Gradient Descent in 1-Dimension

6.12. Gradient Descent in 1-Dimension#

%%html
<div align="center">
  <iframe width="600" height="400" 
          src="https://www.youtube.com/embed/5jQpe4nO68M?si=xOCUrnh3GXva0WAc" 
          frameborder="0" 
          allowfullscreen>
  </iframe>
</div>

Suppose we have a function of one variable, \( f(x) \), and we wish to find its minimum. The gradient descent algorithm iterates from an initial value \( x_0 \), updating according to the following equation

(6.116)#\[\begin{equation} x_{n+1} = x_n - \eta \frac{df(x_n)}{dx} \end{equation}\]

Here, \(x_n\) represents the parameter at step \( n \), \( \eta\) is the step size (also known as the learning rate), and \(\frac{df}{dx} \) is the derivative of the function. The learning rate, \(\eta \), controls the step size: a larger \( \eta \) results in larger steps, while a smaller \(\eta \) results in smaller steps.

The gradient descent algorithm continues until one of the following conditions is met:

  1. The maximum number of user-defined iterations has been reached, which may indicate that convergence to a minimum has not been achieved.

  2. The absolute value of the gradient is less than or equal to a user-defined tolerance, indicating that the algorithm has found an approximate gradient of zero.

For gradient descent in higher dimensions, the second condition is modified: the absolute value of the gradient is replaced by its norm, and the algorithm terminates when the norm of the gradient is less than or equal to a user-defined tolerance.


1D Gradient Descent Pseudocode

Initialize: x = random initial value or user choice

eta = user defined learning rate 

max_iterations = user defined maximum number of iterations

tol = user defined tolerance 

For i from 1 to max_iterations:

gradient = derivative of f at f'(x)

x_new = x - learning_rate * gradient

If |gradient| < tolerance:
    Break

x = x_new

Return x as the approximate minimum

Below is a gradient descent code to minimize the function \(x^4 - 6(x+1)^2 -3(x-1)^2\).

import numpy as np
%matplotlib inline
import matplotlib.pyplot as plt
from scipy.integrate import trapezoid 

from matplotlib import animation
from IPython.display import HTML
f = lambda x : x**4  - 6*(x+ 1)**2  - 3*(x - 1)**2 
df = lambda x : 4*x**3 - 12*(x+1) -6*(x-1) 
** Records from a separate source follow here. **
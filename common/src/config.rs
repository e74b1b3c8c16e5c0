use std::net::{Ipv4Addr, SocketAddrV4};

use serde::{Deserialize, Serialize};

use crate::{alarm::checked_duration, error::WolError};

pub const DEFAULT_WEB_PORT: u16 = 8080;
pub const DEFAULT_DISPLAY_REFRESH_SECS: u64 = 1;

#[derive(Debug, Clone, PartialEq, Eq, Serialize, Deserialize)]
pub struct DeviceEntry {
    pub name: String,
    pub mac: String,
}

#[derive(Debug, Clone, PartialEq, Eq, Serialize)]
pub struct NetworkConfig {
    pub ip: Ipv4Addr,
    pub gateway: Ipv4Addr,
    pub subnet: Ipv4Addr,
    pub dns: Ipv4Addr,
    pub hostname: String,
    pub ntp1: String,
    pub ntp2: Option<String>,
}

impl NetworkConfig {
    pub fn directed_broadcast(&self) -> Ipv4Addr {
        Ipv4Addr::from(u32::from(self.ip) | !u32::from(self.subnet))
    }
}

#[derive(Debug, Clone, PartialEq, Eq, Serialize)]
pub struct WolConfig {
    pub startup_delay_secs: u64,
    pub repeat_interval_secs: u64,
    pub port: u16,
    pub broadcast: Ipv4Addr,
}

impl WolConfig {
    pub fn target(&self) -> SocketAddrV4 {
        SocketAddrV4::new(self.broadcast, self.port)
    }
}

#[derive(Debug, Clone, PartialEq, Eq, Serialize, Deserialize)]
#[serde(default)]
pub struct WebConfig {
    pub enabled: bool,
    pub port: u16,
    /// Hex SHA-256 of the bearer token clients must present.
    pub token_sha256: Option<String>,
}

impl Default for WebConfig {
    fn default() -> Self {
        Self {
            enabled: false,
            port: DEFAULT_WEB_PORT,
            token_sha256: None,
        }
    }
}

#[derive(Debug, Clone, PartialEq, Eq, Serialize, Deserialize)]
#[serde(default)]
pub struct DisplayConfig {
    pub refresh_secs: u64,
}

impl Default for DisplayConfig {
    fn default() -> Self {
        Self {
            refresh_secs: DEFAULT_DISPLAY_REFRESH_SECS,
        }
    }
}

impl DisplayConfig {
    pub fn sanitize(&mut self) {
        self.refresh_secs = self.refresh_secs.clamp(1, 60);
    }
}

/// Validated appliance configuration.
#[derive(Debug, Clone, PartialEq, Eq, Serialize)]
pub struct ApplianceConfig {
    pub network: NetworkConfig,
    pub timezone: String,
    pub wol: WolConfig,
    pub web: WebConfig,
    pub display: DisplayConfig,
    pub devices: Vec<DeviceEntry>,
}

// File shape: everything optional so absent keys surface as
// `ConfigurationMissing` with the field path instead of a serde message.
#[derive(Debug, Default, Deserialize)]
#[serde(default)]
struct RawConfig {
    network: Option<RawNetwork>,
    timezone: Option<String>,
    wol: Option<RawWol>,
    web: Option<WebConfig>,
    display: Option<DisplayConfig>,
    devices: Option<Vec<DeviceEntry>>,
}

#[derive(Debug, Default, Deserialize)]
#[serde(default)]
struct RawNetwork {
    ip: Option<Ipv4Addr>,
    gateway: Option<Ipv4Addr>,
    subnet: Option<Ipv4Addr>,
    dns: Option<Ipv4Addr>,
    hostname: Option<String>,
    ntp1: Option<String>,
    ntp2: Option<String>,
}

#[derive(Debug, Default, Deserialize)]
#[serde(default)]
struct RawWol {
    startup_delay_secs: Option<u64>,
    repeat_interval_secs: Option<u64>,
    port: Option<u16>,
    broadcast: Option<Ipv4Addr>,
}

fn required<T>(value: Option<T>, field: &'static str) -> Result<T, WolError> {
    value.ok_or(WolError::ConfigurationMissing(field))
}

fn required_text(value: Option<String>, field: &'static str) -> Result<String, WolError> {
    let text = required(value, field)?;
    let trimmed = text.trim();
    if trimmed.is_empty() {
        return Err(WolError::ConfigurationMissing(field));
    }
    Ok(trimmed.to_string())
}

impl ApplianceConfig {
    pub fn from_json(raw: &[u8]) -> Result<Self, WolError> {
        let raw: RawConfig = serde_json::from_slice(raw)
            .map_err(|err| WolError::ConfigurationMalformed(err.to_string()))?;
        Self::from_raw(raw)
    }

    fn from_raw(raw: RawConfig) -> Result<Self, WolError> {
        let network = required(raw.network, "network")?;
        let network = NetworkConfig {
            ip: required(network.ip, "network.ip")?,
            gateway: required(network.gateway, "network.gateway")?,
            subnet: required(network.subnet, "network.subnet")?,
            dns: required(network.dns, "network.dns")?,
            hostname: required_text(network.hostname, "network.hostname")?,
            ntp1: required_text(network.ntp1, "network.ntp1")?,
            ntp2: network
                .ntp2
                .map(|server| server.trim().to_string())
                .filter(|server| !server.is_empty()),
        };

        let timezone = required_text(raw.timezone, "timezone")?;

        let wol = required(raw.wol, "wol")?;
        let startup_delay_secs = required(wol.startup_delay_secs, "wol.startup_delay_secs")?;
        let repeat_interval_secs =
            required(wol.repeat_interval_secs, "wol.repeat_interval_secs")?;
        checked_duration(startup_delay_secs)?;
        checked_duration(repeat_interval_secs)?;
        let wol = WolConfig {
            startup_delay_secs,
            repeat_interval_secs,
            port: required(wol.port, "wol.port")?,
            broadcast: wol
                .broadcast
                .unwrap_or_else(|| network.directed_broadcast()),
        };

        let web = raw.web.unwrap_or_default();
        if web.enabled && web.token_sha256.as_deref().map_or(true, str::is_empty) {
            return Err(WolError::ConfigurationMissing("web.token_sha256"));
        }

        let mut display = raw.display.unwrap_or_default();
        display.sanitize();

        let devices = required(raw.devices, "devices")?;

        Ok(Self {
            network,
            timezone,
            wol,
            web,
            display,
            devices,
        })
    }
}
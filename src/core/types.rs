//! core::types
//!
//! Strong types for the resolution pipeline.
//!
//! # Types
//!
//! - [`ProjectName`] - Project name normalized to end in `.git`
//! - [`Visibility`] - Public or private upstream
//! - [`Service`] - Which provisioning strategy a target uses
//! - [`TargetDescriptor`] - Fully resolved intent for one invocation
//! - [`ProvisionResult`] - The push URL produced by remote creation
//!
//! # Examples
//!
//! ```
//! use mkgit::core::types::ProjectName;
//!
//! let name = ProjectName::normalize("widget");
//! assert_eq!(name.as_str(), "widget.git");
//! assert_eq!(name.base(), "widget");
//!
//! // Normalizing twice changes nothing
//! assert_eq!(ProjectName::normalize(name.as_str()), name);
//! ```

use std::fmt;
use std::path::PathBuf;

use serde::{Deserialize, Serialize};
use thiserror::Error;

/// Suffix every upstream project name carries.
pub const GIT_SUFFIX: &str = ".git";

/// Errors from type validation.
#[derive(Debug, Error, PartialEq, Eq)]
pub enum TypeError {
    #[error("invalid project name '{0}': must not contain '/'")]
    InvalidProjectName(String),
}

/// A project name that always ends in `.git`.
///
/// Normalization is idempotent and never inserts the suffix twice. Path
/// separators are left alone; hosted services reject them through
/// [`ProjectName::require_flat`].
#[derive(Debug, Clone, PartialEq, Eq, Hash, Serialize, Deserialize)]
#[serde(transparent)]
pub struct ProjectName(String);

impl ProjectName {
    /// Append `.git` unless it is already present.
    pub fn normalize(raw: &str) -> Self {
        if raw.ends_with(GIT_SUFFIX) {
            Self(raw.to_string())
        } else {
            Self(format!("{}{}", raw, GIT_SUFFIX))
        }
    }

    /// The full name, including `.git`.
    pub fn as_str(&self) -> &str {
        &self.0
    }

    /// The name without the trailing `.git`.
    pub fn base(&self) -> &str {
        self.0.strip_suffix(GIT_SUFFIX).unwrap_or(&self.0)
    }

    /// Reject names containing `/`.
    ///
    /// GitHub and GitLab name a project by a single path segment.
    pub fn require_flat(&self) -> Result<(), TypeError> {
        if self.base().contains('/') {
            return Err(TypeError::InvalidProjectName(self.0.clone()));
        }
        Ok(())
    }
}

impl fmt::Display for ProjectName {
    fn fmt(&self, f: &mut fmt::Formatter<'_>) -> fmt::Result {
        write!(f, "{}", self.0)
    }
}

/// Whether the upstream repository is visible to others.
#[derive(Debug, Clone, Copy, PartialEq, Eq, Serialize, Deserialize)]
#[serde(rename_all = "lowercase")]
pub enum Visibility {
    Public,
    Private,
}

impl Visibility {
    /// The spelling GitHub and GitLab use.
    pub fn as_str(&self) -> &'static str {
        match self {
            Visibility::Public => "public",
            Visibility::Private => "private",
        }
    }

    pub fn is_public(&self) -> bool {
        matches!(self, Visibility::Public)
    }
}

impl fmt::Display for Visibility {
    fn fmt(&self, f: &mut fmt::Formatter<'_>) -> fmt::Result {
        write!(f, "{}", self.as_str())
    }
}

/// Remote-creation strategy selected for a target.
#[derive(Debug, Clone, Copy, PartialEq, Eq)]
pub enum Service {
    /// Nothing resolved yet.
    None,
    GitHub,
    GitLab,
    /// A user-defined site loaded from the site registry.
    NamedSite,
    /// A literal `ssh://` locator.
    RawSsh,
}

impl Service {
    /// Whether the service is a hosted API (GitHub or GitLab).
    pub fn is_hosted(&self) -> bool {
        matches!(self, Service::GitHub | Service::GitLab)
    }

    pub fn name(&self) -> &'static str {
        match self {
            Service::None => "none",
            Service::GitHub => "github",
            Service::GitLab => "gitlab",
            Service::NamedSite => "site",
            Service::RawSsh => "ssh",
        }
    }
}

impl fmt::Display for Service {
    fn fmt(&self, f: &mut fmt::Formatter<'_>) -> fmt::Result {
        write!(f, "{}", self.name())
    }
}

/// The resolved intent of one invocation.
///
/// Built by the target resolver and consumed once by a provisioner. The
/// fields populated match `service`:
///
/// - `RawSsh`: `host`, `parent_path`
/// - `NamedSite`: `host`, `parent_path`, optionally `repo_link_dir` and
///   `site_visibility`
/// - `GitHub`: optionally `org`
/// - `GitLab`: `host`, optionally `org`
#[derive(Debug, Clone, PartialEq, Eq)]
pub struct TargetDescriptor {
    pub service: Service,
    pub host: Option<String>,
    pub org: Option<String>,
    pub parent_path: Option<String>,
    pub repo_link_dir: Option<String>,
    /// Visibility hardcoded by a named site, if any.
    pub site_visibility: Option<Visibility>,
    /// Raw project as given (or defaulted); see [`TargetDescriptor::project_name`].
    pub project: String,
    /// Whether `project` came from the command line rather than the
    /// source directory name.
    pub project_given: bool,
    pub source_dir: PathBuf,
}

impl TargetDescriptor {
    /// An empty descriptor for `source_dir`.
    pub fn new(source_dir: impl Into<PathBuf>) -> Self {
        Self {
            service: Service::None,
            host: None,
            org: None,
            parent_path: None,
            repo_link_dir: None,
            site_visibility: None,
            project: String::new(),
            project_given: false,
            source_dir: source_dir.into(),
        }
    }

    /// The project name normalized to end in `.git`.
    pub fn project_name(&self) -> ProjectName {
        ProjectName::normalize(&self.project)
    }
}

/// Outcome of remote creation.
#[derive(Debug, Clone, PartialEq, Eq)]
pub struct ProvisionResult {
    pub push_url: String,
}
x = np.linspace(-3.5, 3.5, 100) 
ax=plt.subplot()
ax.set_xlabel(r"$x$", size=20) 
ax.set_ylabel(r"$f(x)$", size=20) 
ax.plot(x, f(x)) 
ax.grid()
../../_images/c0bef5aec6fdc31bc58fc8b370f4dc299554ce166dbee333eade1bd2fd6329c6.png
x_0=3.0      # inital value 
eta=.01       # learning rate        
tol = 1e-5    # tolerance for convergence criteria 
n_iter =200   # maximum number of iterations 

x_n=x_0 
for i in range(n_iter): 

    dx = df(x_n)

    if abs(dx) <= tol: 
        print("converged at i=", i) 
        break

    x_n = x_n - eta*dx 
x_n
converged at i= 25
2.2716334764347486

The plot below marks the starting and ending point, red dot, of the gradient descent results. The vertical line marks the final \(x_n\) value.

ax=plt.subplot()
ax.set_xlabel(r"$x$", size=20) 
ax.set_ylabel(r"$f(x)$", size=20) 

ax.plot(x, f(x)) 
ax.scatter([x_0, x_n], [f(x_0), f(x_n)], color="red", label=r"initial and final values of $x_n$") 
ax.axvline(x_n, color="black") 
ax.grid()
ax.legend(loc=3) 
<matplotlib.legend.Legend at 0x7f60285fafd0>
../../_images/141c352fc63451d2c21d903836bb10cbcdcc575c9afffc2ca280038f21bca7e4.png

question Is this example function convex or not convex?

exercise Run the code with the initial x_0 value = -3, -0.5 and -0.1. Explain the result.